### EXERCISE PROMPT
Go through the entries below. Copy out every line that contains "HistoryEntry".

[Stored data entries]
————
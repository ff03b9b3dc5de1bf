//! Turns view models and engine events into terminal lines.
//!
//! Rendering is diff-based: only rows that changed since the previous view are printed.

use std::path::Path;

use tasksync_core::{
    AppViewModel, HistoryEntry, Playlist, QueueItem, QueueItemStatus, QueueSummary, TaskRowView,
    ToastKind, ViewMode,
};

pub fn render_changes(prev: &AppViewModel, next: &AppViewModel) -> Vec<String> {
    let mut lines = Vec::new();

    if prev.syncing != next.syncing {
        lines.push(if next.syncing {
            "~ syncing…".to_string()
        } else {
            "~ synced".to_string()
        });
    }

    for row in &next.tasks {
        let before = prev.tasks.iter().find(|r| r.task_id == row.task_id);
        match before {
            None => lines.push(format!("+ {}", task_row(row))),
            Some(before) if before != row => lines.push(format!("* {}", task_row(row))),
            Some(_) => {}
        }
    }
    for row in &prev.tasks {
        if !next.tasks.iter().any(|r| r.task_id == row.task_id) {
            lines.push(format!("- [{}] {}", row.task_id, row.name));
        }
    }

    if next.loading != prev.loading {
        if let Some(loading) = &next.loading {
            lines.push(format!("… {loading}"));
        }
    }
    if next.error != prev.error {
        if let Some(error) = &next.error {
            lines.push(format!("! {error}"));
        }
    }

    let preview_changed = next.view != prev.view || next.playlist != prev.playlist;
    match (next.view, &next.playlist) {
        (ViewMode::Preview, Some(playlist)) if preview_changed => {
            lines.extend(playlist_preview(playlist, &next.selection));
        }
        (ViewMode::Preview, _) => {
            if next.selection != prev.selection {
                lines.push(format!("selected: {}", selection_label(&next.selection)));
            }
        }
        (ViewMode::Input, _) if prev.view == ViewMode::Preview => {
            lines.push("back to URL input".to_string());
        }
        (ViewMode::Input, _) => {}
    }

    lines
}

/// Full task table, for the `tasks` command.
pub fn task_table(view: &AppViewModel) -> Vec<String> {
    if view.tasks.is_empty() {
        return vec!["(no tasks)".to_string()];
    }
    view.tasks.iter().map(task_row).collect()
}

pub fn task_row(row: &TaskRowView) -> String {
    let mut line = format!(
        "[{}] {}  {} {:.0}%",
        row.task_id, row.name, row.status, row.progress
    );
    if let Some(message) = row.message.as_deref().filter(|m| !m.is_empty()) {
        line.push_str(&format!("  ({message})"));
    }
    if row.unconfirmed {
        line.push_str("  [unconfirmed]");
    }
    if row.stale {
        line.push_str("  [stalled?]");
    }
    line
}

pub fn playlist_preview(playlist: &Playlist, selection: &[usize]) -> Vec<String> {
    let mut lines = vec![format!(
        "{} ({}, {} tracks)",
        if playlist.title.is_empty() {
            "Untitled playlist"
        } else {
            playlist.title.as_str()
        },
        if playlist.provider.is_empty() {
            "unknown source"
        } else {
            playlist.provider.as_str()
        },
        playlist.tracks.len()
    )];
    for (idx, track) in playlist.tracks.iter().enumerate() {
        let mark = if selection.contains(&idx) { 'x' } else { ' ' };
        lines.push(format!("  [{mark}] {idx:>3}  {}", track.display_title()));
    }
    lines
}

pub fn toast(kind: ToastKind, text: &str) -> String {
    let tag = match kind {
        ToastKind::Info => "info",
        ToastKind::Success => "ok",
        ToastKind::Error => "error",
    };
    format!("[{tag}] {text}")
}

pub fn notification(title: &str, body: &str) -> String {
    format!("(notify) {title}: {body}")
}

pub fn queue_item(idx: usize, item: &QueueItem) -> String {
    let mut line = format!(
        "queue #{idx} {}  {} {:.0}%",
        item.title, item.status, item.progress
    );
    match item.status {
        QueueItemStatus::Ready => line.push_str(&format!("  -> `save {idx}`")),
        QueueItemStatus::Error => {
            if let Some(error) = &item.error {
                line.push_str(&format!("  ({error})"));
            }
        }
        _ => {}
    }
    line
}

pub fn queue_summary(summary: &QueueSummary) -> String {
    format!(
        "queue finished: {} of {} saved, {} failed",
        summary.completed, summary.total, summary.failed
    )
}

pub fn saved(task_id: &str, path: &Path) -> String {
    format!("saved {task_id} to {}", path.display())
}

pub fn history(entries: &[HistoryEntry]) -> Vec<String> {
    if entries.is_empty() {
        return vec!["(no history)".to_string()];
    }
    entries
        .iter()
        .map(|entry| {
            let when = entry
                .timestamp
                .map(|ts| ts.format("%Y-%m-%d %H:%M").to_string())
                .unwrap_or_else(|| "unknown time".to_string());
            format!(
                "{when}  {}  ({}, {} tracks)",
                entry.title, entry.provider, entry.track_count
            )
        })
        .collect()
}

fn selection_label(selection: &[usize]) -> String {
    if selection.is_empty() {
        return "none".to_string();
    }
    selection
        .iter()
        .map(ToString::to_string)
        .collect::<Vec<_>>()
        .join(", ")
}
————
### THE COMPLETED TASK
    AppViewModel, HistoryEntry, Playlist, QueueItem, QueueItemStatus, QueueSummary, TaskRowView,
pub fn history(entries: &[HistoryEntry]) -> Vec<String> {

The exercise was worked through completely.